The seas surrounding the islands of the Visayas are among the most heavily travelled waters in the country’s territory. With such a large amount of ship traffic, whether they are fishing vessels, passenger ferries or cargo ships, some accidents would sadly happen caused by anything from human error, vessel defects or Mother Nature itself. Just this past weekend, the risks of travelling by sea have become prominent once more in the waters separating the island province of Guimaras, separated by the Iloilo Strait from the same-named province on Panay Island. Here, three small boat ferries were capsized, with lives lost.
The Philippine Star has it that three wooden-hulled and motorized passenger mini-ferries between Iloilo and Guimaras were capsized this Saturday August 3, resulting in no less than 31 dead at last count. The pump-boats M/B Chi-Chi and M/B Keziah were travelling together when their accidents occurred, while the M/B Jenny Vince figured in a separate incident within the general area according to the Philippine Coast Guard. All three vessels were carrying a total number of 96 passengers plus their respective crews, and in the wake of these successive tragedies 31 have drowned, 62 were rescued and three are still missing.
In a statement issued by Commodore Allan dela Vega of PCG Western Visayas District on Sunday, August 4, the probable cause of the multiple capsizing was due to squalls generated by the ongoing Monsoon season, with rain-bearing winds sweeping the country from the southwest. The squall generated large waves that bore down on the three ferries while they were on their way to Guimaras from Iloilo City.
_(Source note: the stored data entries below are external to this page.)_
// src/config/mod.rs
// Central configuration for the Vega runtime. Built once in main and passed
// by Arc; there is no ambient config singleton.

pub mod llm;
pub mod memory;
pub mod scheduler;

use anyhow::Result;
use serde::{Deserialize, Serialize};

use crate::resilience::ResiliencePolicy;

pub use llm::LlmConfig;
pub use memory::MemoryConfig;
pub use scheduler::{HeartbeatConfig, ReminderConfig, SchedulerConfig};

/// Main configuration structure - composes all domain configs
#[derive(Debug, Clone, Serialize, Deserialize)]
pub struct AgentConfig {
    pub llm: LlmConfig,
    pub memory: MemoryConfig,
    pub scheduler: SchedulerConfig,

    /// Retry/circuit policy for agent-loop LLM calls
    pub agent_resilience: ResiliencePolicy,
    /// Retry/circuit policy for scheduler-triggered runs
    pub scheduler_resilience: ResiliencePolicy,
    /// Retry/circuit policy for the memory summarizer
    pub summarizer_resilience: ResiliencePolicy,

    /// Base persona injected at the top of every system prompt
    pub persona: String,

    /// Directory holding skill markdown files
    pub skills_dir: std::path::PathBuf,
}

impl AgentConfig {
    /// Load configuration from the environment (.env honored when present).
    /// Fails when the required LLM API key is absent.
    pub fn from_env() -> Result<Self> {
        dotenvy::dotenv().ok();

        let llm = LlmConfig::from_env()?;
        let memory = MemoryConfig::from_env();
        let scheduler = SchedulerConfig::from_env();

        let data_dir = memory.data_dir.clone();

        Ok(Self {
            llm,
            memory,
            scheduler,
            agent_resilience: ResiliencePolicy::from_env("AGENT"),
            scheduler_resilience: ResiliencePolicy::from_env("SCHEDULER"),
            summarizer_resilience: ResiliencePolicy::from_env("SUMMARIZER"),
            persona: env_string(
                "AGENT_PERSONA",
                "You are Vega, an autonomous operations agent. You are precise, \
                 grounded, and you use tools for anything you cannot verify yourself.",
            ),
            skills_dir: std::env::var("SKILLS_DIR")
                .map(Into::into)
                .unwrap_or_else(|_| data_dir.join("skills")),
        })
    }
}

pub(crate) fn env_string(key: &str, default: &str) -> String {
    std::env::var(key).unwrap_or_else(|_| default.to_string())
}

pub(crate) fn env_parse<T: std::str::FromStr>(key: &str, default: T) -> T {
    std::env::var(key)
        .ok()
        .and_then(|v| v.parse().ok())
        .unwrap_or(default)
}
Dela Vega notes that the Keziah had no passengers and only five crewmen, the Jenny Vince had 40 passengers and Chi-Chi 43, with both having four crewmen each.
Commander Armand Balilo, spokesperson for the PCG as a whole, remarked that the localized squalls which caused the pump-boats to capsize were a local phenomenon familiar to people in the area. “The phenomenon of a squall occurring in the middle of the void in the middle of the sea is what we call a ‘subasco’ in the maritime community,” says Balilo. “That probably hit them and that may be the initial reason for the sailing problems of the three boats.” The two ferries with passengers are noted to have both been carrying passengers below its maximum capacity, Survivors or the incidents noted how quickly the skies darkened while they were headed for Guimaras, before winds and waves struck their respective boats. No warning was given due to fair weather forecasts.